SUPPLIED ENTRIES.
──────────────────────────────

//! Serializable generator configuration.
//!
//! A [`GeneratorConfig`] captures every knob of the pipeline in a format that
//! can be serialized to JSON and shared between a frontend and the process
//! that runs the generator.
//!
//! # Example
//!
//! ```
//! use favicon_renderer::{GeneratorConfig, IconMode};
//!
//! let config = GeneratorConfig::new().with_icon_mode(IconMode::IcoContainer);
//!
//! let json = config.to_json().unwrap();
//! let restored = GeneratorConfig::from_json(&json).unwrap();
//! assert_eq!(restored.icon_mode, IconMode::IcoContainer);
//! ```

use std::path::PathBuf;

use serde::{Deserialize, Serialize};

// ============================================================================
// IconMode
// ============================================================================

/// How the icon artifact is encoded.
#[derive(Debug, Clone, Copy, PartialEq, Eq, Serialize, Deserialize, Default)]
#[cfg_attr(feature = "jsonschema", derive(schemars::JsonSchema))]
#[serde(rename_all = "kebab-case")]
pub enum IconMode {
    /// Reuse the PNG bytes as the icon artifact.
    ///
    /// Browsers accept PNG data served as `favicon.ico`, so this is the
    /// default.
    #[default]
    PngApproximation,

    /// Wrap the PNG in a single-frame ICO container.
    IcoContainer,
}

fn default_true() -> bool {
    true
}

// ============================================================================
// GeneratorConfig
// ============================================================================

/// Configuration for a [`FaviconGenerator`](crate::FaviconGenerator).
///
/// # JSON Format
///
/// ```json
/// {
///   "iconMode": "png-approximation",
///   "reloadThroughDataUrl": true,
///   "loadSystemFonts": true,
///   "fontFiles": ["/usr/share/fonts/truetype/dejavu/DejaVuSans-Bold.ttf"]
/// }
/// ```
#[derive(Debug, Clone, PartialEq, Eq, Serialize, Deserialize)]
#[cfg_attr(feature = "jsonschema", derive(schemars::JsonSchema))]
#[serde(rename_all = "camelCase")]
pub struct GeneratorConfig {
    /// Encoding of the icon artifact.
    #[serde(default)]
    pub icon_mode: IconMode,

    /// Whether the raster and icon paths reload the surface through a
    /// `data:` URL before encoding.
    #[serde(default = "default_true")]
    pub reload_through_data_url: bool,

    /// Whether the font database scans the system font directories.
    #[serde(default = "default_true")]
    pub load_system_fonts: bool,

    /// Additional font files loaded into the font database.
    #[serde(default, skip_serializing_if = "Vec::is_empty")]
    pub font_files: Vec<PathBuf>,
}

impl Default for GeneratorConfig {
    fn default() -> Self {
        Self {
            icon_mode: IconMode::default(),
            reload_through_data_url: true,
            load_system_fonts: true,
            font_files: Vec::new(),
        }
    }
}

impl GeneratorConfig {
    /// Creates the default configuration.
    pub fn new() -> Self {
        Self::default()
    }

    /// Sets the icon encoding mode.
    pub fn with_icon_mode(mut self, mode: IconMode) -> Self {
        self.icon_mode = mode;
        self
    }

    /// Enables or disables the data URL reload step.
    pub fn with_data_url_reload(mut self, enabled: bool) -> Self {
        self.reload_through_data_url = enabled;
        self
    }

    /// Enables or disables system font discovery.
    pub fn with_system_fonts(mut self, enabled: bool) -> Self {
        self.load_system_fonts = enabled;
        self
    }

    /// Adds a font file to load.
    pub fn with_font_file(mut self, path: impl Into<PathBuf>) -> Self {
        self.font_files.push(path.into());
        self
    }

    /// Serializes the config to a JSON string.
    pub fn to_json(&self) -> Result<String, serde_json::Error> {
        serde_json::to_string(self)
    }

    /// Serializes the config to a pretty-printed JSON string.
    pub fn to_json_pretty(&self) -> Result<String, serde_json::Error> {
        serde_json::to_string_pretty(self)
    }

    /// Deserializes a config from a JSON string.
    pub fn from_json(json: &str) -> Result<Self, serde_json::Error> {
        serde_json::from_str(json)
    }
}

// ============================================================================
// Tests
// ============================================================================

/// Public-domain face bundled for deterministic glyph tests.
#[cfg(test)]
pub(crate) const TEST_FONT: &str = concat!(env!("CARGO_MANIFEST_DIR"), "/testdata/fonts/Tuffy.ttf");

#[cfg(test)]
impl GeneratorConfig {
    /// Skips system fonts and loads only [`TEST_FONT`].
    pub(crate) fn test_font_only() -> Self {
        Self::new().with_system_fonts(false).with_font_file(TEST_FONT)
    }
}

──────────────────────────────

TASK GOAL.
All of the records above need to be copied exactly.

ANSWER FOR THE TASK.
//! Serializable generator configuration.
//!
//! A [`GeneratorConfig`] captures every knob of the pipeline in a format that
//! can be serialized to JSON and shared between a frontend and the process
//! that runs the generator.
//!
//! # Example
//!
//! ```
//! use favicon_renderer::{GeneratorConfig, IconMode};
//!
//! let config = GeneratorConfig::new().with_icon_mode(IconMode::IcoContainer);
//!
//! let json = config.to_json().unwrap();
//! let restored = GeneratorConfig::from_json(&json).unwrap();
//! assert_eq!(restored.icon_mode, IconMode::IcoContainer);
//! ```

use std::path::PathBuf;

use serde::{Deserialize, Serialize};

// ============================================================================
// IconMode
// ============================================================================

/// How the icon artifact is encoded.
#[derive(Debug, Clone, Copy, PartialEq, Eq, Serialize, Deserialize, Default)]
#[cfg_attr(feature = "jsonschema", derive(schemars::JsonSchema))]
#[serde(rename_all = "kebab-case")]
pub enum IconMode {
    /// Reuse the PNG bytes as the icon artifact.
    ///
    /// Browsers accept PNG data served as `favicon.ico`, so this is the
    /// default.
    #[default]
    PngApproximation,

    /// Wrap the PNG in a single-frame ICO container.
    IcoContainer,
}

fn default_true() -> bool {
    true
}

// ============================================================================
// GeneratorConfig
// ============================================================================

/// Configuration for a [`FaviconGenerator`](crate::FaviconGenerator).
///
/// # JSON Format
///
/// ```json
/// {
///   "iconMode": "png-approximation",
///   "reloadThroughDataUrl": true,
///   "loadSystemFonts": true,
///   "fontFiles": ["/usr/share/fonts/truetype/dejavu/DejaVuSans-Bold.ttf"]
/// }
/// ```
#[derive(Debug, Clone, PartialEq, Eq, Serialize, Deserialize)]
#[cfg_attr(feature = "jsonschema", derive(schemars::JsonSchema))]
#[serde(rename_all = "camelCase")]
pub struct GeneratorConfig {
    /// Encoding of the icon artifact.
    #[serde(default)]
    pub icon_mode: IconMode,

    /// Whether the raster and icon paths reload the surface through a
    /// `data:` URL before encoding.
    #[serde(default = "default_true")]
    pub reload_through_data_url: bool,

    /// Whether the font database scans the system font directories.
    #[serde(default = "default_true")]
    pub load_system_fonts: bool,

    /// Additional font files loaded into the font database.
    #[serde(default, skip_serializing_if = "Vec::is_empty")]
    pub font_files: Vec<PathBuf>,
}

impl Default for GeneratorConfig {
    fn default() -> Self {
        Self {
            icon_mode: IconMode::default(),
            reload_through_data_url: true,
            load_system_fonts: true,
            font_files: Vec::new(),
        }
    }
}

impl GeneratorConfig {
    /// Creates the default configuration.
    pub fn new() -> Self {
        Self::default()
    }

    /// Sets the icon encoding mode.
    pub fn with_icon_mode(mut self, mode: IconMode) -> Self {
        self.icon_mode = mode;
        self
    }

    /// Enables or disables the data URL reload step.
    pub fn with_data_url_reload(mut self, enabled: bool) -> Self {
        self.reload_through_data_url = enabled;
        self
    }

    /// Enables or disables system font discovery.
    pub fn with_system_fonts(mut self, enabled: bool) -> Self {
        self.load_system_fonts = enabled;
        self
    }

    /// Adds a font file to load.
    pub fn with_font_file(mut self, path: impl Into<PathBuf>) -> Self {
        self.font_files.push(path.into());
        self
    }

    /// Serializes the config to a JSON string.
    pub fn to_json(&self) -> Result<String, serde_json::Error> {
        serde_json::to_string(self)
    }

    /// Serializes the config to a pretty-printed JSON string.
    pub fn to_json_pretty(&self) -> Result<String, serde_json::Error> {
        serde_json::to_string_pretty(self)
    }

    /// Deserializes a config from a JSON string.
    pub fn from_json(json: &str) -> Result<Self, serde_json::Error> {
        serde_json::from_str(json)
    }
}

// ============================================================================
// Tests
// ============================================================================

/// Public-domain face bundled for deterministic glyph tests.
#[cfg(test)]
pub(crate) const TEST_FONT: &str = concat!(env!("CARGO_MANIFEST_DIR"), "/testdata/fonts/Tuffy.ttf");

#[cfg(test)]
impl GeneratorConfig {
    /// Skips system fonts and loads only [`TEST_FONT`].
    pub(crate) fn test_font_only() -> Self {
        Self::new().with_system_fonts(false).with_font_file(TEST_FONT)
    }
}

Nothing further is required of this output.